Calculate the Standard Deviation of Sales Data
Hey, guys! Welcome to the 4th Problem-Solving Article in our Data Science and Analytics Series. In today’s article, we’ll solve the Standard Deviation of Sales Data Problem using Python.
So, let’s see our Problem-Statement now.
Problem 3: Standard Deviation
You have been given the following dataset representing the number of products sold over five days:
Calculate the standard deviation of the number of products sold.
Explanation
Okay, here we’re given thea dataset that represents the number of products sold over five days. Our task is to calculate the Standard Deviation of this Dataset. We’ll do it in 3 different methods and also discuss which one is more acurate and efficient.
But, before we directly jump into the solution, let’s breifly understand what actually this Standard Deviation is?
Standard Deviation
Standard Deviation is a measure of the Amount of Variation or Dispersion in a Set of Values. If I explain it in simple terms, it tells us that in our dataset, how much the values Deviate from the Mean/Average value.
A low Standard Deviation means the values are close to the Mean. While a high Standard Deviation shows that the values are spread out over a wider range.

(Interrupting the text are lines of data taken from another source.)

//! Quantified invariants from spec §8, properties 2 and 3.

use common_constants::RAY;
use common_rates::{calculate_interest_rates, compounded_interest, linear_interest};
use common_structs::{RateParameters, RateStrategyInput};
use proptest::prelude::*;

fn arb_params() -> impl Strategy<Value = RateParameters> {
    (0..=RAY, 0..=RAY, 0..=RAY, 0..=RAY, 0..=RAY, 0..=RAY, 0..=RAY, 0..=RAY, 0..=RAY).prop_map(
        |(opt_u, opt_s, base_v, slope1_v, slope2_v, slope1_s, slope2_s, base_off, excess_off)| {
            RateParameters::new(
                opt_u, opt_s, base_v, slope1_v, slope2_v, slope1_s, slope2_s, base_off, excess_off,
            )
            .expect("both ratios are bounded to [0, RAY] by construction")
        },
    )
}

proptest! {
    #[test]
    fn property_3_compound_ge_linear_ge_one(
        rate in 0u128..=RAY,
        delta in 0u64..=(50 * 365 * 86_400),
    ) {
        let l = linear_interest(rate, delta).unwrap();
        let c = compounded_interest(rate, delta).unwrap();
        prop_assert!(c >= l);
        prop_assert!(l >= RAY);
    }

    #[test]
    fn property_2_zero_total_debt_returns_base_rates(
        params in arb_params(),
        avg_stable_rate in 0u128..=RAY,
        a_token_balance in 0u128..=(1_000_000_000u128 * common_constants::WAD),
        reserve_factor_bps in 0u32..=common_constants::BPS,
    ) {
        let input = RateStrategyInput {
            unbacked: 0,
            liquidity_added: 0,
            liquidity_taken: 0,
            total_stable_debt: 0,
            total_variable_debt: 0,
            average_stable_borrow_rate: avg_stable_rate,
            reserve_factor_bps,
            a_token_asset_balance: a_token_balance,
        };
        let out = calculate_interest_rates(&params, &input).unwrap();
        prop_assert_eq!(out.liquidity_rate, 0);
        prop_assert_eq!(out.variable_borrow_rate, params.base_variable_borrow_rate);
        prop_assert_eq!(
            out.stable_borrow_rate,
            params.variable_rate_slope1 + params.base_stable_rate_offset
        );
    }
}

Great! If you want, you can also watch the Video Solution: 👇
Alright! Let’s get into it and start writing our code now.
Solution
The very first thing here we can do is to store the sales figures in a list.
sales = [20, 35, 30, 25, 40]
1. Statistics
Let’s first import our statistics module.
# Method 1: Statistics
import statistics as st
We have a stdev() method in Statistics to calculate the Standard Deviation.
stdVal = st.stdev(sales)
print(stdVal) # Output: 7.905694150420948
And here we go! We got our Standard Deviation value which is approx. 7.906.
2. Pandas
Pandas is a popular Library for Data Manipulation and Analysis. Here, we’ll first convert our dataset as a Pandas Series.
# Method 2: Pandas
import pandas as pd
salesSeries = pd.Series(sales)
Now, we can use the std() method to calculate the Standard Deviation.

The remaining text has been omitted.